** Information supplied follows **
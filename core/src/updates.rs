//! Consolidation of parsed operations into additive-update batches
//!
//! One `AdditiveUpdate` per subject entity, augmented with connectivity and
//! provenance edges: `referenced_by` back-edges keep orphan targets
//! traversable, `extracted_from` ties every touched entity to its source
//! chunk, and synthetic updates give the chunk and the collection their own
//! audit edges.

use crate::normalize::normalize_label;
use crate::ops::ParsedOperations;
use crate::quotes::extract_quote;
use crate::types::{
    AdditiveUpdate, CheckCreateResult, CollectionId, Direction, RelationshipAdd, SourceRef,
};
use chrono::Utc;
use serde_json::{json, Map, Value};
use std::collections::{BTreeMap, HashMap, HashSet};
use tracing::warn;

/// Build the additive updates for one job.
///
/// `results` key the normalized labels to resolved entity ids; operations
/// whose labels did not survive check-create are skipped with a warning.
/// Splitting into ≤1000-entry requests is the caller's responsibility.
pub fn build_updates(
    parsed: &ParsedOperations,
    results: &[CheckCreateResult],
    source: &SourceRef,
    chunk_text: &str,
    collection: &CollectionId,
) -> Vec<AdditiveUpdate> {
    let ids: HashMap<&str, &CheckCreateResult> = results
        .iter()
        .map(|r| (r.label.as_str(), r))
        .collect();
    let now = Utc::now().to_rfc3339();
    let source_value = json!(source);

    // BTreeMap keeps batch contents deterministic across runs.
    let mut by_entity: BTreeMap<String, AdditiveUpdate> = BTreeMap::new();

    // Create payloads: the entity record itself was created with only its
    // label; description and the rest of the create arrive additively.
    for create in &parsed.creates {
        let label = normalize_label(&create.label);
        let Some(result) = ids.get(label.as_str()) else {
            continue;
        };
        let update = entry(&mut by_entity, &result.entity_id);
        if !create.description.is_empty() {
            update
                .properties
                .insert("description".into(), Value::String(create.description.clone()));
        }
        for (key, value) in &create.properties {
            update
                .properties
                .insert(key.clone(), Value::String(value.clone()));
        }
    }

    // Property assignments.
    for prop in &parsed.properties {
        let label = normalize_label(&prop.entity);
        let Some(result) = ids.get(label.as_str()) else {
            warn!(entity = %prop.entity, key = %prop.key, "skipping property for unknown entity");
            continue;
        };
        entry(&mut by_entity, &result.entity_id)
            .properties
            .insert(prop.key.clone(), Value::String(prop.value.clone()));
    }

    // Relationships, with quote provenance where markers resolve.
    let mut has_outgoing: HashSet<String> = HashSet::new();
    // target id -> (subject id of first referencing edge, its predicate)
    let mut referenced_targets: HashMap<String, (String, String)> = HashMap::new();

    for rel in &parsed.relationships {
        let subject_label = normalize_label(&rel.subject);
        let target_label = normalize_label(&rel.target);
        let (Some(subject), Some(target)) = (
            ids.get(subject_label.as_str()),
            ids.get(target_label.as_str()),
        ) else {
            warn!(
                subject = %rel.subject,
                target = %rel.target,
                predicate = %rel.predicate,
                "skipping relationship with unresolved endpoint"
            );
            continue;
        };

        let mut properties = Map::new();
        properties.insert("description".into(), Value::String(rel.description.clone()));
        properties.insert("source".into(), source_value.clone());
        if let (Some(start), Some(end)) = (&rel.quote_start, &rel.quote_end) {
            if let Some(quote) = extract_quote(chunk_text, start, end) {
                properties.insert("source_text".into(), Value::String(quote));
            }
        }
        properties.insert("confidence".into(), json!(1.0));

        entry(&mut by_entity, &subject.entity_id)
            .relationships_add
            .push(RelationshipAdd {
                predicate: rel.predicate.clone(),
                peer: target.entity_id.clone(),
                peer_label: Some(rel.target.clone()),
                direction: Direction::Outgoing,
                properties,
            });

        has_outgoing.insert(subject.entity_id.clone());
        referenced_targets
            .entry(target.entity_id.clone())
            .or_insert_with(|| (subject.entity_id.clone(), rel.predicate.clone()));
    }

    // Orphan attachment: a target that is never itself a subject gets a
    // back-edge to its first referrer so every extracted entity has at
    // least one outgoing edge.
    for (target_id, (subject_id, predicate)) in &referenced_targets {
        if has_outgoing.contains(target_id) {
            continue;
        }
        let mut properties = Map::new();
        properties.insert("context".into(), Value::String(predicate.clone()));
        properties.insert("source".into(), source_value.clone());
        entry(&mut by_entity, target_id)
            .relationships_add
            .push(RelationshipAdd {
                predicate: "referenced_by".into(),
                peer: subject_id.clone(),
                peer_label: None,
                direction: Direction::Outgoing,
                properties,
            });
    }

    // Provenance: every entity this job resolved points back at its chunk.
    for result in results {
        let mut properties = Map::new();
        properties.insert("extracted_at".into(), Value::String(now.clone()));
        properties.insert("source".into(), source_value.clone());
        entry(&mut by_entity, &result.entity_id)
            .relationships_add
            .push(RelationshipAdd {
                predicate: "extracted_from".into(),
                peer: source.id.clone(),
                peer_label: Some(source.label.clone()),
                direction: Direction::Outgoing,
                properties,
            });
    }

    let mut updates: Vec<AdditiveUpdate> = by_entity.into_values().collect();

    // Source backlinks: the chunk records what was extracted from it.
    let mut chunk_update = AdditiveUpdate::new(source.id.clone());
    for result in results {
        let mut properties = Map::new();
        properties.insert("extracted_at".into(), Value::String(now.clone()));
        properties.insert(
            "entity_type".into(),
            Value::String(result.entity_type.clone()),
        );
        chunk_update.relationships_add.push(RelationshipAdd {
            predicate: "extracted_entity".into(),
            peer: result.entity_id.clone(),
            peer_label: Some(result.label.clone()),
            direction: Direction::Outgoing,
            properties,
        });
    }
    updates.push(chunk_update);

    // Collection audit: the collection records that this chunk was processed.
    let mut collection_update = AdditiveUpdate::new(collection.as_str());
    let mut properties = Map::new();
    properties.insert(
        "relationship_type".into(),
        Value::String("processed_chunk".into()),
    );
    properties.insert("processed_at".into(), Value::String(now));
    collection_update.relationships_add.push(RelationshipAdd {
        predicate: "contains".into(),
        peer: source.id.clone(),
        peer_label: Some(source.label.clone()),
        direction: Direction::Outgoing,
        properties,
    });
    updates.push(collection_update);

    updates
}

fn entry<'a>(
    by_entity: &'a mut BTreeMap<String, AdditiveUpdate>,
    entity_id: &str,
) -> &'a mut AdditiveUpdate {
    by_entity
        .entry(entity_id.to_string())
        .or_insert_with(|| AdditiveUpdate::new(entity_id))
}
** End of Information supplied **
→ **Task details**:
Where the data above reaches the line holding "deterministic across runs.", begin printing, and stop after the line holding "for create in". Each line must be reproduced exactly, with nothing else added.

→ **Solution to the problem**:
    // BTreeMap keeps batch contents deterministic across runs.
    let mut by_entity: BTreeMap<String, AdditiveUpdate> = BTreeMap::new();

    // Create payloads: the entity record itself was created with only its
    // label; description and the rest of the create arrive additively.
    for create in &parsed.creates {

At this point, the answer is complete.